Love the idea of maintaining the back seat and having a folding sleep platform. Please post of your hinged design, very interested to see how that comes together.
 
Looks great, nice plan. That's big plywood, that thing looks HEAVY but very well built. My only thought would be to trim down the edges on the base so the whole unit can slide out the back, fridge and all. Looks like it has to tilted up to get out. Not sure how that would change your bolt down to the floor points, or other plans for the sides.

Love the idea of maintaining the back seat and having a folding sleep platform. Please post of your hinged design, very interested to see how that comes together.
Thank you! You're right, it's heavy, but I accounted for the box when installing the OME lift last year. Just a bear to get in and out...

Going to take your advice and trim the sides down so it can go in and out easier. Since it's going to be bolted to the floor, no need to have everything wedged in there.

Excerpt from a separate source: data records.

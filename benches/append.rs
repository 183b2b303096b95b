use criterion::{criterion_group, criterion_main, BenchmarkId, Criterion, Throughput};
use mmvec::{ElementType, MappedVector};
use tempfile::tempdir;

fn bench_append(c: &mut Criterion) {
    let mut group = c.benchmark_group("append");

    for batch in [1usize, 64, 1024] {
        let values: Vec<String> = (0..batch).map(|i| i.to_string()).collect();
        let refs: Vec<&str> = values.iter().map(|s| s.as_str()).collect();

        group.throughput(Throughput::Elements(batch as u64));
        group.bench_with_input(BenchmarkId::new("batched", batch), &refs, |b, refs| {
            let dir = tempdir().unwrap();
            let mut v =
                MappedVector::open(dir.path().join("bench.mmap"), ElementType::Int64, None, true)
                    .unwrap();
            b.iter(|| {
                v.append(refs).unwrap();
            });
        });

        // One append call per element: pays one resize per element instead
        // of one per batch.
        group.bench_with_input(BenchmarkId::new("one_by_one", batch), &refs, |b, refs| {
            let dir = tempdir().unwrap();
            let mut v =
                MappedVector::open(dir.path().join("bench.mmap"), ElementType::Int64, None, true)
                    .unwrap();
            b.iter(|| {
                for r in refs {
                    v.append(&[*r]).unwrap();
                }
            });
        });
    }

    group.finish();
}

criterion_group!(benches, bench_append);
criterion_main!(benches);
//! # Persistence Adapter
//!
//! Hooks the host calls at snapshot and replay boundaries. Never invoked
//! during normal reads or writes.
//!
//! ## Snapshots
//!
//! A snapshot persists metadata only: path, type name, width, writability.
//! The element bytes live in the backing file itself, so the snapshot
//! first flushes the mapping synchronously and then records the four
//! fields. Restore re-runs open with them; a missing or unreadable file is
//! a hard restore failure.
//!
//! ## Replay Re-expression
//!
//! A writable store re-expresses as "open, clear, append every current
//! element in order" - idempotent on replay. A read-only store does not
//! own its element bytes (the log cannot safely recreate the external
//! file), so it re-expresses as "delete the binding, reopen the same path
//! read-only" instead. Float80 follows the same textual emission rule as
//! every other fixed-width numeric type.

use eyre::{Result, WrapErr};
use serde::{Deserialize, Serialize};
use tracing::debug;

use crate::store::MappedVector;
use crate::types::ElementType;

/// Metadata-only persisted description of one store: enough to reopen it,
/// never any element data.
#[derive(Debug, Clone, PartialEq, Eq, Serialize, Deserialize)]
pub struct SnapshotRecord {
    pub file_path: String,
    pub element_type: String,
    pub element_width: u8,
    pub writable: bool,
}

impl SnapshotRecord {
    pub fn to_bytes(&self) -> Result<Vec<u8>> {
        bincode::serialize(self).wrap_err("failed to encode snapshot record")
    }

    pub fn from_bytes(bytes: &[u8]) -> Result<Self> {
        bincode::deserialize(bytes).wrap_err("failed to decode snapshot record")
    }
}

/// One idempotent-on-replay operation for log re-expression.
#[derive(Debug, Clone, PartialEq, Eq)]
pub enum ReplayOp {
    Open {
        key: String,
        path: String,
        type_name: String,
        width: u8,
        writable: bool,
    },
    Clear {
        key: String,
    },
    Append {
        key: String,
        value: String,
    },
    Delete {
        key: String,
    },
}

/// Emits the snapshot record for a store, flushing the mapping first so
/// the on-disk file reflects the in-memory state at the snapshot instant.
pub fn snapshot(store: &MappedVector) -> Result<SnapshotRecord> {
    store.flush()?;
    Ok(SnapshotRecord {
        file_path: store.file_path().display().to_string(),
        element_type: store.element_type().name().to_string(),
        element_width: store.element_width(),
        writable: store.is_writable(),
    })
}

/// Reopens a store from its snapshot record. Open failure (file missing,
/// permission denied) is a hard restore failure.
pub fn restore(record: &SnapshotRecord) -> Result<MappedVector> {
    let ty = ElementType::parse(&record.element_type)?;
    let store = MappedVector::open(
        record.file_path.as_str(),
        ty,
        Some(record.element_width as u64),
        record.writable,
    )
    .wrap_err_with(|| format!("failed to restore store from '{}'", record.file_path))?;
    debug!(path = %record.file_path, count = store.count(), "restored mapped vector");
    Ok(store)
}

/// Re-expresses a store as a sequence of replay operations under `key`.
pub fn replay_ops(key: &str, store: &MappedVector) -> Vec<ReplayOp> {
    let open = ReplayOp::Open {
        key: key.to_string(),
        path: store.file_path().display().to_string(),
        type_name: store.element_type().name().to_string(),
        width: store.element_width(),
        writable: store.is_writable(),
    };

    if !store.is_writable() {
        // The log does not own read-only bytes: rebind instead of replaying.
        return vec![
            ReplayOp::Delete {
                key: key.to_string(),
            },
            open,
        ];
    }

    let mut ops = Vec::with_capacity(store.count() as usize + 2);
    ops.push(open);
    ops.push(ReplayOp::Clear {
        key: key.to_string(),
    });
    for value in store.get_all() {
        ops.push(ReplayOp::Append {
            key: key.to_string(),
            value: value.to_string(),
        });
    }
    ops
}
//! Network layer subsystem.
//!
//! # Data Flow
//! ```text
//! Listener::start
//!     → bind socket (report bound address, or fail fast)
//!     → stream.rs (accept loop, length-prefixed frames, connection limits)
//!       datagram.rs (recv loop, one message per datagram)
//!     → connection.rs (per-connection tracking)
//!     → RequestHandler for every request
//!
//! Listener States:
//!     NotStarted → Serving → Stopped | Failed
//! ```
//!
//! # Design Decisions
//! - Sockets are owned by the serving future and released when it returns
//! - Stop is a watch signal; it is idempotent and may precede start
//! - A listener never restarts itself

pub mod connection;
pub mod datagram;
pub mod listener;
pub mod stream;

pub use listener::{BoundNotifier, DnsListener, Listener, ListenerError, ListenerId, ListenerOptions};

use std::fmt;

/// Transport kind served by a listener or probed by a health check.
#[derive(Debug, Clone, Copy, PartialEq, Eq, Hash)]
pub enum Transport {
    /// Connection oriented (TCP).
    Stream,
    /// Connectionless (UDP).
    Datagram,
}

impl Transport {
    pub fn as_str(&self) -> &'static str {
        match self {
            Transport::Stream => "tcp",
            Transport::Datagram => "udp",
        }
    }
}

impl fmt::Display for Transport {
    fn fmt(&self, f: &mut fmt::Formatter<'_>) -> fmt::Result {
        f.write_str(self.as_str())
    }
}
//! Supervisor error kinds.

use std::fmt;
use std::time::Duration;

use thiserror::Error;

use crate::health::ProbeError;
use crate::net::{ListenerError, ListenerId};

/// Terminal error of [`Supervisor::run`](super::Supervisor::run).
#[derive(Debug, Error)]
pub enum SupervisorError {
    /// One or more listeners could not acquire their socket.
    #[error("{} listener(s) failed to bind: {}", .0.len(), join(.0))]
    Bind(Vec<ListenerError>),

    /// Health checks did not all pass within the readiness timeout.
    #[error("readiness checks did not pass within {timeout:?}: {}", join(.failing))]
    ReadinessTimeout {
        timeout: Duration,
        failing: Vec<CheckFailure>,
    },

    /// A serving listener terminated on its own.
    #[error("{listener} terminated unexpectedly: {cause}")]
    RuntimeFault { listener: ListenerId, cause: RuntimeCause },

    #[error("supervisor was already run")]
    AlreadyRunning,
}

impl SupervisorError {
    pub fn kind(&self) -> &'static str {
        match self {
            SupervisorError::Bind(_) => "bind_failure",
            SupervisorError::ReadinessTimeout { .. } => "readiness_timeout",
            SupervisorError::RuntimeFault { .. } => "runtime_fault",
            SupervisorError::AlreadyRunning => "already_running",
        }
    }
}

/// A health check that was not healthy when the readiness timeout elapsed.
#[derive(Debug)]
pub struct CheckFailure {
    pub check: String,
    /// Error from the last completed probe; `None` when no probe completed.
    pub last_error: Option<ProbeError>,
}

impl fmt::Display for CheckFailure {
    fn fmt(&self, f: &mut fmt::Formatter<'_>) -> fmt::Result {
        match &self.last_error {
            Some(e) => write!(f, "{} ({})", self.check, e),
            None => write!(f, "{} (no probe completed)", self.check),
        }
    }
}

/// Why a listener stopped serving without being asked to.
#[derive(Debug)]
pub enum RuntimeCause {
    Error(ListenerError),
    /// `start` returned `Ok` although no stop was requested.
    ExitedCleanly,
    Panicked(String),
}

impl fmt::Display for RuntimeCause {
    fn fmt(&self, f: &mut fmt::Formatter<'_>) -> fmt::Result {
        match self {
            RuntimeCause::Error(e) => write!(f, "{e}"),
            RuntimeCause::ExitedCleanly => f.write_str("listener returned without a stop request"),
            RuntimeCause::Panicked(message) => write!(f, "listener panicked: {message}"),
        }
    }
}

/// A listener that did not release its resources cleanly while stopping.
#[derive(Debug, Error)]
pub enum ShutdownFault {
    #[error("{listener} reported an error while stopping: {error}")]
    Release { listener: ListenerId, error: ListenerError },

    #[error("{listener} did not stop within {grace:?}")]
    Unresponsive { listener: ListenerId, grace: Duration },

    #[error("{listener} panicked: {message}")]
    Panicked { listener: ListenerId, message: String },
}

/// Outcome of a requested drain.
#[derive(Debug, Default)]
pub struct DrainReport {
    pub faults: Vec<ShutdownFault>,
}

impl DrainReport {
    pub fn is_clean(&self) -> bool {
        self.faults.is_empty()
    }
}

fn join<T: fmt::Display>(items: &[T]) -> String {
    items.iter().map(ToString::to_string).collect::<Vec<_>>().join("; ")
}
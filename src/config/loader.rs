//! Configuration loading from disk.

use std::fs;
use std::path::Path;

use crate::config::schema::ServerConfig;
use crate::config::validation::{validate_config, ValidationError};

/// Error type for configuration loading.
#[derive(Debug)]
pub enum ConfigError {
    Io(std::io::Error),
    Parse(toml::de::Error),
    Validation(Vec<ValidationError>),
}

impl std::fmt::Display for ConfigError {
    fn fmt(&self, f: &mut std::fmt::Formatter<'_>) -> std::fmt::Result {
        match self {
            ConfigError::Io(e) => write!(f, "IO error: {}", e),
            ConfigError::Parse(e) => write!(f, "Parse error: {}", e),
            ConfigError::Validation(errors) => {
                write!(f, "Validation failed: ")?;
                for (i, err) in errors.iter().enumerate() {
                    if i > 0 {
                        write!(f, ", ")?;
                    }
                    write!(f, "{}", err)?;
                }
                Ok(())
            }
        }
    }
}

impl std::error::Error for ConfigError {
    fn source(&self) -> Option<&(dyn std::error::Error + 'static)> {
        match self {
            ConfigError::Io(e) => Some(e),
            ConfigError::Parse(e) => Some(e),
            ConfigError::Validation(_) => None,
        }
    }
}

/// Load and validate configuration from a TOML file.
pub fn load_config(path: &Path) -> Result<ServerConfig, ConfigError> {
    let content = fs::read_to_string(path).map_err(ConfigError::Io)?;
    parse_config(&content)
}

/// Parse and validate configuration from TOML text.
pub fn parse_config(content: &str) -> Result<ServerConfig, ConfigError> {
    let config: ServerConfig = toml::from_str(content).map_err(ConfigError::Parse)?;

    validate_config(&config).map_err(ConfigError::Validation)?;

    Ok(config)
}

#[cfg(test)]
mod tests {
    use super::*;
    use crate::config::schema::LogFormat;
    use crate::health::ReplyPolicy;
    use std::time::Duration;

    #[test]
    fn minimal_config_uses_defaults() {
        let config = parse_config("address = \"0.0.0.0\"\nport = 5353\n").unwrap();
        assert_eq!(config.bind_address().unwrap().to_string(), "0.0.0.0:5353");
        assert_eq!(config.timeout_ms, 5_000);
        assert_eq!(config.listeners.udp_size, 65_535);
        assert_eq!(config.health.reply_policy, ReplyPolicy::Strict);
    }

    #[test]
    fn full_config_round_trips_into_runtime_settings() {
        let config = parse_config(
            r#"
            address = "::1"
            port = 9999
            timeout_ms = 2000

            [health]
            poll_interval_ms = 20
            attempt_timeout_ms = 100
            reply_policy = "any_reply"
            stream_exchange = false
            query_name = "probe.example."

            [listeners]
            udp_size = 1232
            max_connections = 16
            tcp_idle_timeout_ms = 500

            [shutdown]
            drain_grace_ms = 750

            [observability]
            log_level = "debug"
            log_format = "json"
            "#,
        )
        .unwrap();

        assert_eq!(config.bind_address().unwrap().to_string(), "[::1]:9999");

        let supervisor = config.supervisor_config();
        assert_eq!(supervisor.readiness_timeout, Duration::from_secs(2));
        assert_eq!(supervisor.poll_interval, Duration::from_millis(20));
        assert_eq!(supervisor.drain_grace, Duration::from_millis(750));

        let probe = config.probe_settings();
        assert_eq!(probe.attempt_timeout, Duration::from_millis(100));
        assert_eq!(probe.reply_policy, ReplyPolicy::AnyReply);
        assert!(!probe.stream_exchange);
        assert_eq!(probe.query_name, "probe.example.");

        let options = config.listener_options();
        assert_eq!(options.max_datagram_size, 1232);
        assert_eq!(options.max_connections, 16);
        assert_eq!(options.idle_timeout, Duration::from_millis(500));

        assert_eq!(config.observability.log_format, LogFormat::Json);
    }

    #[test]
    fn syntax_errors_are_parse_errors() {
        assert!(matches!(parse_config("port = \"fifty\""), Err(ConfigError::Parse(_))));
        assert!(matches!(
            parse_config("[health]\nreply_policy = \"maybe\""),
            Err(ConfigError::Parse(_))
        ));
    }

    #[test]
    fn semantic_errors_are_validation_errors() {
        let err = parse_config("port = 0").unwrap_err();
        assert!(matches!(&err, ConfigError::Validation(errors) if errors == &[ValidationError::ZeroPort]));
        assert_eq!(err.to_string(), "Validation failed: port must be non-zero");
    }

    #[test]
    fn missing_file_is_io_error() {
        let err = load_config(Path::new("/definitely/not/here.toml")).unwrap_err();
        assert!(matches!(err, ConfigError::Io(_)));
    }
}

Learning a lot from this build; things I would do differently next time, things to keep, things to improve upon. Happy with what I have so far, though!
 
My only thought would be to trim down the edges on the base so the whole unit can slide out the back, fridge and all. Looks like it has to tilted up to get out.
So, took Skniper's advice and trimmed off the "wing" on the right side of the box. Much easier to get in and out. I'm going to reattach the wing using a piano hinge so I can slide it into the back then fold it down.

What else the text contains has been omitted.